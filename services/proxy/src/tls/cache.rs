//! On-disk certificate cache.
//!
//! Two files per identity under the cache directory:
//! - `<identity>.crt`: PEM chain, mode 0644
//! - `<identity>.key`: PEM private key, mode 0600
//!
//! Writes go to a temp file first and are renamed into place, so a reader
//! never sees a half-written file.

use std::fs;
use std::io;
use std::path::{Path, PathBuf};

use tracing::{debug, info};

use super::entry::CertificateEntry;
use crate::error::CertificateError;

const CERT_MODE: u32 = 0o644;
const KEY_MODE: u32 = 0o600;
#[cfg(unix)]
const DIR_MODE: u32 = 0o700;

/// Certificate files for one cache directory.
#[derive(Debug, Clone)]
pub struct CertificateCache {
    dir: PathBuf,
}

impl CertificateCache {
    pub fn new(dir: impl Into<PathBuf>) -> Self {
        Self { dir: dir.into() }
    }

    pub fn dir(&self) -> &Path {
        &self.dir
    }

    pub fn cert_path(&self, identity: &str) -> PathBuf {
        self.dir.join(format!("{identity}.crt"))
    }

    pub fn key_path(&self, identity: &str) -> PathBuf {
        self.dir.join(format!("{identity}.key"))
    }

    /// Load the cached entry for `identity`.
    ///
    /// Returns `Ok(None)` when either file is missing.
    pub fn load(&self, identity: &str) -> Result<Option<CertificateEntry>, CertificateError> {
        let cert_path = self.cert_path(identity);
        let key_path = self.key_path(identity);

        if !cert_path.exists() || !key_path.exists() {
            debug!(dir = %self.dir.display(), identity = %identity, "No cached certificate");
            return Ok(None);
        }

        let cert_pem = read_file(&cert_path)?;
        let key_pem = read_file(&key_path)?;
        let entry = CertificateEntry::from_pem(identity, cert_pem, key_pem, &cert_path)?;

        info!(
            path = %cert_path.display(),
            serial = %entry.serial,
            not_after = %entry.not_after,
            "Loaded cached certificate"
        );

        Ok(Some(entry))
    }

    /// Persist `entry` atomically.
    pub fn store(&self, entry: &CertificateEntry) -> Result<(), CertificateError> {
        create_dir(&self.dir)?;

        let key_path = self.key_path(&entry.identity);
        write_atomic(&key_path, entry.key_pem.as_bytes(), KEY_MODE)?;

        let cert_path = self.cert_path(&entry.identity);
        write_atomic(&cert_path, entry.cert_pem.as_bytes(), CERT_MODE)?;

        debug!(
            path = %cert_path.display(),
            serial = %entry.serial,
            "Saved certificate to cache"
        );

        Ok(())
    }
}

fn read_file(path: &Path) -> Result<String, CertificateError> {
    fs::read_to_string(path).map_err(|e| CertificateError::LoadFailed {
        path: path.to_path_buf(),
        reason: e.to_string(),
    })
}

fn create_dir(dir: &Path) -> Result<(), CertificateError> {
    let persist_failed = |e: io::Error| CertificateError::PersistFailed {
        path: dir.to_path_buf(),
        reason: format!("failed to create directory: {e}"),
    };

    #[cfg(unix)]
    {
        use std::os::unix::fs::DirBuilderExt;
        fs::DirBuilder::new()
            .recursive(true)
            .mode(DIR_MODE)
            .create(dir)
            .map_err(persist_failed)
    }

    #[cfg(not(unix))]
    {
        fs::create_dir_all(dir).map_err(persist_failed)
    }
}

fn write_atomic(path: &Path, contents: &[u8], mode: u32) -> Result<(), CertificateError> {
    let persist_failed = |target: &Path, e: io::Error| CertificateError::PersistFailed {
        path: target.to_path_buf(),
        reason: e.to_string(),
    };

    let mut tmp_path = path.as_os_str().to_owned();
    tmp_path.push(".tmp");
    let tmp_path = PathBuf::from(tmp_path);
    write_with_mode(&tmp_path, contents, mode).map_err(|e| persist_failed(&tmp_path, e))?;

    fs::rename(&tmp_path, path).map_err(|e| {
        let _ = fs::remove_file(&tmp_path);
        persist_failed(path, e)
    })
}

#[cfg(unix)]
fn write_with_mode(path: &Path, contents: &[u8], mode: u32) -> io::Result<()> {
    use std::io::Write;
    use std::os::unix::fs::{OpenOptionsExt, PermissionsExt};

    let mut file = fs::OpenOptions::new()
        .write(true)
        .create(true)
        .truncate(true)
        .mode(mode)
        .open(path)?;
    // `mode` only applies on creation.
    file.set_permissions(fs::Permissions::from_mode(mode))?;
    file.write_all(contents)?;
    file.sync_all()
}

#[cfg(not(unix))]
fn write_with_mode(path: &Path, contents: &[u8], _mode: u32) -> io::Result<()> {
    fs::write(path, contents)
}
____________________
:: To do ::
As the answer, set down only the lines from the data above between the one holding "use std::os::unix::fs::DirBuilderExt;" and the one holding "let tmp_path = PathBuf::from(tmp_path);", inclusive, exactly as they read.

:: Task answer ::
        use std::os::unix::fs::DirBuilderExt;
        fs::DirBuilder::new()
            .recursive(true)
            .mode(DIR_MODE)
            .create(dir)
            .map_err(persist_failed)
    }

    #[cfg(not(unix))]
    {
        fs::create_dir_all(dir).map_err(persist_failed)
    }
}

fn write_atomic(path: &Path, contents: &[u8], mode: u32) -> Result<(), CertificateError> {
    let persist_failed = |target: &Path, e: io::Error| CertificateError::PersistFailed {
        path: target.to_path_buf(),
        reason: e.to_string(),
    };

    let mut tmp_path = path.as_os_str().to_owned();
    tmp_path.push(".tmp");
    let tmp_path = PathBuf::from(tmp_path);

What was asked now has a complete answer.